Written by German Lutheran pastor, theologian, and anti-Nazi dissident Dietrich Bonhoeffer, Life Together is a classic guide to Christian living. “Christianity means community through Jesus Christ and in Jesus Christ. No Christian community is more or less than this. Whether it be a brief, single encounter or the daily fellowship of years, Christian community is only this.”

Life Together in Fellowship

Last week, the 1951-ers met again, this time for a potluck lunch of chicken potpie, broccoli salad, a ’60s Jello salad, and baked apples. We had agreed to read some of our creative writing, including songs and bad poetry—and did we ever laugh! Though bound by faith rather than shared pasts, we had enough in common to recognize uniqueness and fellowship in one another’s experiences.

“Only in the fellowship do we learn to be rightly alone and only in aloneness do we learn to live rightly in fellowship,” Bonhoeffer wrote.

All afternoon, we listened and talked, alone in our silence and together while speaking in truth, kindness, and caring. Bonhoeffer: “Silence and speech have the same inner correspondence and difference as do solitude and community. One does not exist without the other. Right speech comes out of silence, and right silence comes out of speech.”

The 1951-ers plan to meet again in January for a throw-back-to-the-sixties potluck. Our next topic to share: the jobs we’ve had. A quarterly fellowship in Christian community.

Life Together in Community

After the failure of my first marriage thirty years ago, I gave up atheism and decided to attend church with my children. How little I knew about Christian community but needed all the help I could get, being a single parent.

Bonhoeffer: “The Christian community is not a spiritual sanatorium. The person who comes into a fellowship because he is running away from himself is misusing it for the sake of diversion, no matter how spiritual this diversion may appear. He is really not seeking community at all, but only distraction which will allow him to forget his loneliness for a brief time, the very alienation that creates the deadly isolation of man.”

We stopped attending church after a few years. Experiencing the turmoil of change, the church was no longer a sanctuary or a place of fellowship for us. The fellowship fault was mostly mine.

Though Keith has always lived in Christian community, I had much to learn. Thus, my commitment to the Perennial tradition. That life-long process continues today.

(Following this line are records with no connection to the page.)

//! Crossover operator
//!
//! This module provides single-point tail-swap crossover for movie lists.

use rand::Rng;

use crate::operators::traits::CrossoverOperator;
use crate::population::Individual;

/// Single-point tail-swap crossover
///
/// Chooses a cut point uniformly from `[1, min(len) − 1]` and exchanges the
/// parents' tails: `child1 = p1[..point] + p2[point..]` and vice versa.
/// Children may contain duplicate titles; the survivor pruner filters those.
///
/// Pairs where either parent is empty, or where `min(len)` is 1, have no
/// valid cut point and are skipped rather than sampled from an empty range.
#[derive(Clone, Debug, Default)]
pub struct TailSwapCrossover;

impl TailSwapCrossover {
    /// Create a new tail-swap crossover operator
    pub fn new() -> Self {
        Self
    }
}

impl CrossoverOperator for TailSwapCrossover {
    fn crossover<R: Rng>(
        &self,
        parent1: &Individual,
        parent2: &Individual,
        rng: &mut R,
    ) -> Option<(Individual, Individual)> {
        let min_len = parent1.len().min(parent2.len());
        if min_len <= 1 {
            return None;
        }

        let point = rng.gen_range(1..min_len);

        let mut child1 = parent1.movies()[..point].to_vec();
        child1.extend_from_slice(&parent2.movies()[point..]);

        let mut child2 = parent2.movies()[..point].to_vec();
        child2.extend_from_slice(&parent1.movies()[point..]);

        Some((Individual::new(child1), Individual::new(child2)))
    }
}
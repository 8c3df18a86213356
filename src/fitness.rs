//! Fitness evaluation
//!
//! This module defines the fitness trait and the preference-based evaluator.

use serde::{Deserialize, Serialize};

use crate::catalog::MovieRecord;
use crate::population::individual::Individual;
use crate::preferences::PreferenceProfile;

/// Fitness function over movie lists
///
/// Implementations must be pure: no side effects, and identical inputs always
/// produce identical scores. Fitness is recomputed whenever an individual is
/// scored; nothing is cached across generations.
pub trait Fitness {
    /// Score a movie list
    fn evaluate(&self, movies: &[MovieRecord]) -> f64;
}

/// Pairing of an individual with its scalar fitness
///
/// Rebuilt from the final survivor set at the end of a run; scores may be
/// negative when runtime penalties dominate.
#[derive(Clone, Debug, Serialize, Deserialize)]
pub struct FitnessRecord {
    /// The scored individual
    pub individual: Individual,
    /// Its fitness at scoring time
    pub fitness: f64,
}

/// Preference-based fitness evaluator
///
/// Per-movie contributions, summed over the list:
/// - +2 when the movie shares any genre with the profile
/// - +1 when the movie shares any cast member with the profile
/// - +1 when the movie's director matches any preferred director
/// - + rating / 10 when the profile tracks a minimum rating
/// - − |target_year − release_year| / 100 when the profile tracks a year
/// - − |target_runtime − runtime| / 100, always
///
/// A single shared genre or actor earns the full bonus; matching is "any
/// overlap", never "all must match".
#[derive(Clone, Debug)]
pub struct PreferenceFitness<'a> {
    preferences: &'a PreferenceProfile,
}

impl<'a> PreferenceFitness<'a> {
    /// Create an evaluator for the given profile
    pub fn new(preferences: &'a PreferenceProfile) -> Self {
        Self { preferences }
    }

    /// Score one movie against the profile
    pub fn score_movie(&self, movie: &MovieRecord) -> f64 {
        let prefs = self.preferences;
        let mut score = 0.0;

        if movie.matches_any_genre(&prefs.genres) {
            score += 2.0;
        }
        if movie.matches_any_actor(&prefs.actors) {
            score += 1.0;
        }
        if movie.matches_any_director(&prefs.directors) {
            score += 1.0;
        }

        if prefs.min_rating.is_some() {
            if let Some(rating) = movie.rating {
                score += rating / 10.0;
            }
        }
        if let (Some(target), Some(year)) = (prefs.target_year, movie.release_year) {
            score -= f64::from((target - year).abs()) / 100.0;
        }

        score -= (f64::from(prefs.target_runtime) - f64::from(movie.runtime)).abs() / 100.0;
        score
    }
}

impl Fitness for PreferenceFitness<'_> {
    fn evaluate(&self, movies: &[MovieRecord]) -> f64 {
        movies.iter().map(|m| self.score_movie(m)).sum()
    }
}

Life Together in Communion

We celebrated the Lord’s Supper in church yesterday. I would not have understood Bonhoeffer’s words when I first started this journey in faith. But I do now.

“The fellowship of the Lord’s Supper is the superlative fulfillment of Christian fellowship. As the members of the congregation are united in body and blood at the table of the Lord, so will they be together in eternity. Here the community has reached its goal. Here joy in Christ and his community is complete. The life of Christians together under the Word has reached its perfection in the sacrament.”

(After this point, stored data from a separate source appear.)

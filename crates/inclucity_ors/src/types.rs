use serde::{Deserialize, Serialize};

/// Coordinate pair in the order the service expects: [lng, lat].
pub type OrsPoint = [f64; 2];

#[derive(Debug, Clone, Serialize)]
pub struct SnapRequestBody {
    /// Points to match onto the road network
    pub locations: Vec<OrsPoint>,

    /// Search radius around each point, in meters
    pub radius: f64,
}

#[derive(Debug, Clone, Serialize)]
pub struct DirectionsRequestBody {
    /// Start and destination of the requested route
    pub coordinates: Vec<OrsPoint>,
}

#[derive(Debug, Clone, Deserialize)]
pub struct SnapResponse {
    /// One entry per requested location, null when nothing routable was
    /// found within the radius
    #[serde(default)]
    pub locations: Vec<Option<SnappedLocation>>,
}

#[derive(Debug, Clone, Deserialize)]
pub struct SnappedLocation {
    /// Matched point on the road network
    pub location: OrsPoint,

    /// Street name at the matched point
    pub name: Option<String>,

    /// How far the match moved from the query point, in meters
    pub snapped_distance: Option<f64>,
}

#[derive(Debug, Clone, Deserialize)]
pub struct RouteResponse {
    pub routes: Vec<Route>,
    pub metadata: Option<RouteMetadata>,
}

#[derive(Debug, Clone, Deserialize)]
pub struct Route {
    /// Polyline-encoded path geometry
    pub geometry: String,

    #[serde(default)]
    pub summary: RouteSummary,

    #[serde(default)]
    pub segments: Vec<RouteSegment>,

    #[serde(default)]
    pub bbox: Vec<f64>,

    /// Indices into the decoded geometry where segments start and end
    #[serde(default)]
    pub way_points: Vec<u32>,
}

#[derive(Debug, Clone, Copy, Default, Deserialize)]
pub struct RouteSummary {
    /// Meters
    #[serde(default)]
    pub distance: f64,

    /// Seconds
    #[serde(default)]
    pub duration: f64,
}

#[derive(Debug, Clone, Deserialize)]
pub struct RouteSegment {
    #[serde(default)]
    pub distance: f64,

    #[serde(default)]
    pub duration: f64,

    #[serde(default)]
    pub steps: Vec<RouteStep>,
}

/// One turn-by-turn instruction, rendered to the user in sequence.
#[derive(Debug, Clone, Deserialize)]
pub struct RouteStep {
    pub distance: f64,

    pub duration: f64,

    /// Maneuver type identifier
    #[serde(rename = "type")]
    pub kind: i32,

    pub instruction: String,

    #[serde(default)]
    pub name: String,

    #[serde(default)]
    pub way_points: Vec<u32>,
}

#[derive(Debug, Clone, Default, Deserialize)]
pub struct RouteMetadata {
    pub query: Option<RouteMetadataQuery>,
    pub service: Option<String>,
}

/// Echo of the request as the service understood it. On a fallback the
/// profile reported here is what the service ran, which is why the
/// effective profile is tracked outside the response.
#[derive(Debug, Clone, Default, Deserialize)]
pub struct RouteMetadataQuery {
    pub profile: Option<String>,
}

At the beginning of Communion, the Music Director and I played Deep River, one of the best known, best loved spirituals. Lyrics below. Our instrumental version starts at the 59:30 mark.

Deep river, my home is over Jordan.
Deep river, Lord, I want to cross over into campground.

Oh, don’t you want to go to that Gospel-feast?
That Promised Land, where all is peace?

2 Comments

  1. bigskybuckeye

    Carole, each of us follows a different journey in our faith walk with the Lord. Dietrich’s words are filled with inspiring truth because he certainly walked where we are going. I like your group’s use of potlucks and a chosen theme. It has to be an incredible time of fellowship. Thanks for sharing your musical gift with your congregation as well as with others. Blessings to you and Keith as we continue our Advent walk.

    Reply
    • Carole Duff

      Thank you for your comments, Richard. Blessings to you and yours. -C.D.